Finalmente y lo más importante, los grandes CEO deben aprender a sentirse cómodos haciendo cosas inherentemente incómodas. Así como los boxeadores se entrenan para un juego de pies que inicialmente no es natural, los grandes directores ejecutivos deben hacer que su trabajo antinatural se sienta natural.

Por ejemplo, evaluar el desempeño de otra persona puede ser incómodo, especialmente si tiene poca experiencia personal en el campo donde opera la persona. Pero esta es una parte absolutamente esencial del funcionamiento de una empresa, por lo que un gran CEO no tiene más remedio que acostumbrarse.

Vender tu empresa significa que debes superar los obstáculos emocionales y racionales.

Muchos empresarios sueñan con algún día vender su empresa y jubilarse. Pero cuando finalmente reciben una oferta, a menudo vacilan, porque en ese momento se sienten profundamente conectados con la entidad viviente y respiradora que han creado.

Entonces, ¿cómo saber si deberías vender tu empresa?

Primero, debe comprender que en la industria de la tecnología se producen tres tipos de adquisiciones.

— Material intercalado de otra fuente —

use std::collections::{BTreeMap, VecDeque};
use std::fmt;

use crate::prop::{Prop, Targets};

/// Visual binding of an actor: the capability set an actor design produces.
///
/// `get`/`set` are the interpolation surface; `enter`/`leave` add and remove
/// the actor from the visual surface and default to no-ops for designs that
/// manage visibility elsewhere.
pub trait Skin {
    fn enter(&mut self) {}
    fn leave(&mut self) {}
    fn get(&self, key: &str) -> Option<Prop>;
    fn set(&mut self, updates: &Targets);
}

/// Output of an actor design: the skin to bind plus any extension data the
/// design wants to expose on the actor.
pub struct Casting {
    pub(crate) skin: Box<dyn Skin>,
    pub(crate) extensions: BTreeMap<String, serde_json::Value>,
}

impl Casting {
    pub fn new(skin: impl Skin + 'static) -> Self {
        Self {
            skin: Box::new(skin),
            extensions: BTreeMap::new(),
        }
    }

    pub fn with_extension(mut self, key: impl Into<String>, value: serde_json::Value) -> Self {
        self.extensions.entry(key.into()).or_insert(value);
        self
    }
}

/// Handle to an actor in a stage's cast.
#[derive(
    Clone, Copy, Debug, PartialEq, Eq, PartialOrd, Ord, Hash, serde::Serialize, serde::Deserialize,
)]
pub struct ActorId(pub usize);

/// A queued, not-yet-executed animation spec, consumed FIFO by parameterless
/// animation calls.
#[derive(Clone, Debug, serde::Serialize, serde::Deserialize)]
pub struct Plan {
    pub targets: Targets,
    pub duration: u64,
    pub delay: u64,
}

/// A named stateful entity wrapping a semantic value, an optional skin and a
/// queue of pending animation plans.
///
/// Actors without a skin (no design registered under their name, or the
/// design failed to bind) still carry their value; animating them is a no-op.
pub struct Actor<T> {
    name: String,
    pub value: T,
    skin: Option<Box<dyn Skin>>,
    extensions: BTreeMap<String, serde_json::Value>,
    plans: VecDeque<Plan>,
}

impl<T> Actor<T> {
    pub(crate) fn new(name: impl Into<String>, value: T) -> Self {
        Self {
            name: name.into(),
            value,
            skin: None,
            extensions: BTreeMap::new(),
            plans: VecDeque::new(),
        }
    }

    pub fn name(&self) -> &str {
        &self.name
    }

    pub fn has_skin(&self) -> bool {
        self.skin.is_some()
    }

    /// Bind the skin and merge extension data. Extension keys that are
    /// already present keep their existing value.
    pub(crate) fn ready(&mut self, casting: Casting) {
        self.skin = Some(casting.skin);
        for (key, value) in casting.extensions {
            self.extensions.entry(key).or_insert(value);
        }
    }

    pub fn extension(&self, key: &str) -> Option<&serde_json::Value> {
        self.extensions.get(key)
    }

    pub fn extensions(&self) -> &BTreeMap<String, serde_json::Value> {
        &self.extensions
    }

    /// Queue an animation spec for later parameterless animation calls.
    /// Returns the actor for chaining.
    pub fn plan(&mut self, targets: Targets, duration: u64, delay: u64) -> &mut Self {
        self.plans.push_back(Plan {
            targets,
            duration,
            delay,
        });
        self
    }

    /// Number of plans still queued.
    pub fn planned(&self) -> usize {
        self.plans.len()
    }

    pub(crate) fn next_plan(&mut self) -> Option<Plan> {
        self.plans.pop_front()
    }

    pub(crate) fn skin_mut(&mut self) -> Option<&mut dyn Skin> {
        self.skin.as_deref_mut()
    }

    /// Read a property through the skin. `None` when the actor is skinless or
    /// the skin does not expose the key.
    pub fn get(&self, key: &str) -> Option<Prop> {
        self.skin.as_ref().and_then(|s| s.get(key))
    }

    /// Apply property updates atomically through the skin; no-op when
    /// skinless.
    pub fn set(&mut self, updates: &Targets) {
        if let Some(skin) = self.skin.as_deref_mut() {
            skin.set(updates);
        }
    }

    pub fn enter(&mut self) {
        if let Some(skin) = self.skin.as_deref_mut() {
            skin.enter();
        }
    }

    pub fn leave(&mut self) {
        if let Some(skin) = self.skin.as_deref_mut() {
            skin.leave();
        }
    }
}

impl<T: fmt::Debug> fmt::Debug for Actor<T> {
    fn fmt(&self, f: &mut fmt::Formatter<'_>) -> fmt::Result {
        f.debug_struct("Actor")
            .field("name", &self.name)
            .field("value", &self.value)
            .field("has_skin", &self.skin.is_some())
            .field("planned", &self.plans.len())
            .finish()
    }
}

#[cfg(test)]
mod tests {
    use super::*;
    use crate::prop::{target, targets};

    #[derive(Default)]
    struct MapSkin {
        props: Targets,
        entered: bool,
    }

    impl Skin for MapSkin {
        fn enter(&mut self) {
            self.entered = true;
        }

        fn get(&self, key: &str) -> Option<Prop> {
            self.props.get(key).cloned()
        }

        fn set(&mut self, updates: &Targets) {
            for (k, v) in updates {
                self.props.insert(k.clone(), v.clone());
            }
        }
    }

    #[test]
    fn skinless_actor_reads_nothing_and_sets_nothing() {
        let mut actor = Actor::new("card", 7);
        assert!(!actor.has_skin());
        assert_eq!(actor.get("left"), None);
        actor.set(&target("left", 10.0));
        actor.enter();
        actor.leave();
    }

    #[test]
    fn ready_binds_skin_and_merges_extensions() {
        let mut actor = Actor::new("card", 7);
        actor.ready(
            Casting::new(MapSkin::default())
                .with_extension("kind", serde_json::json!("badge"))
                .with_extension("order", serde_json::json!(1)),
        );

        assert!(actor.has_skin());
        assert_eq!(actor.extension("kind"), Some(&serde_json::json!("badge")));

        // A second binding replaces the skin but never overwrites extensions.
        actor.ready(Casting::new(MapSkin::default()).with_extension("kind", serde_json::json!("other")));
        assert_eq!(actor.extension("kind"), Some(&serde_json::json!("badge")));
        assert_eq!(actor.extension("order"), Some(&serde_json::json!(1)));
    }

    #[test]
    fn plans_drain_in_insertion_order() {
        let mut actor = Actor::new("card", 0);
        actor
            .plan(targets([("left", 10.0)]), 160, 0)
            .plan(targets([("left", 20.0)]), 320, 16);

        assert_eq!(actor.planned(), 2);
        let first = actor.next_plan().unwrap();
        assert_eq!(first.targets["left"], Prop::Number(10.0));
        assert_eq!(first.duration, 160);
        let second = actor.next_plan().unwrap();
        assert_eq!(second.delay, 16);
        assert!(actor.next_plan().is_none());
    }

    #[test]
    fn set_goes_through_the_skin() {
        let mut actor = Actor::new("card", 0);
        actor.ready(Casting::new(MapSkin::default()));
        actor.set(&target("left", 4.0));
        actor.enter();

        assert_eq!(actor.get("left"), Some(Prop::Number(4.0)));
    }
}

El primer tipo está destinado a adquirir el talento y / o la tecnología de la empresa objetivo, y generalmente la escala es de alrededor de $ 5- $ 50 millones.

El segundo tipo de adquisición es impulsado por un deseo de adquirir los productos de la compañía objetivo, que el comprador luego quiere vender, generalmente más o menos como es. Estas adquisiciones generalmente cuestan alrededor de $ 25- $ 250 millones.

El tercer tipo de adquisición está dirigido a todo el negocio de la empresa objetivo. Estas son grandes ofertas donde el adquirente lo quiere todo: toda la organización. Un ejemplo de este tipo de adquisición sería la venta del autor de su compañía Opsware a Hewlett-Packard por $ 1,65 mil millones en 2007.

Al final, sin embargo, todo tipo de adquisición será difícil de tratar emocionalmente y será difícil de justificar racionalmente.

Emocionalmente, es probable que te desgarres no solo porque sientes que estás vendiendo tu sueño, sino también porque te estás alejando de tu fuente constante de ingresos.

No dejes que estas emociones nublen tu toma de decisiones. Comunica claramente a todos tus grupos de interés desde el principio las metas y expectativas de la empresa para que nadie sienta que estás vendiendo.

Además, asegúrate de que tú, como CEO, recibas un salario competitivo en tu empresa, ya que de esa manera la posible decisión de vender no se verá influenciada por tus finanzas personales.

Desde una perspectiva racional, te preguntarás si vender es la opción correcta. Esto siempre depende de la situación, pero en general, la regla general es que no debes vender si tienes una ventaja anticipada en un gran mercado que crees que liderará. Sin embargo, esto es difícil de estimar y exige una evaluación honesta.

Resumen final

El mensaje clave en este libro:

Dirigir un negocio es una tarea muy difícil y solitaria. Sentirás una presión inmensa y el trabajo afectará todas las áreas de tu vida. Esta es La Lucha. Afortunadamente, sin embargo, La Lucha también genera grandeza.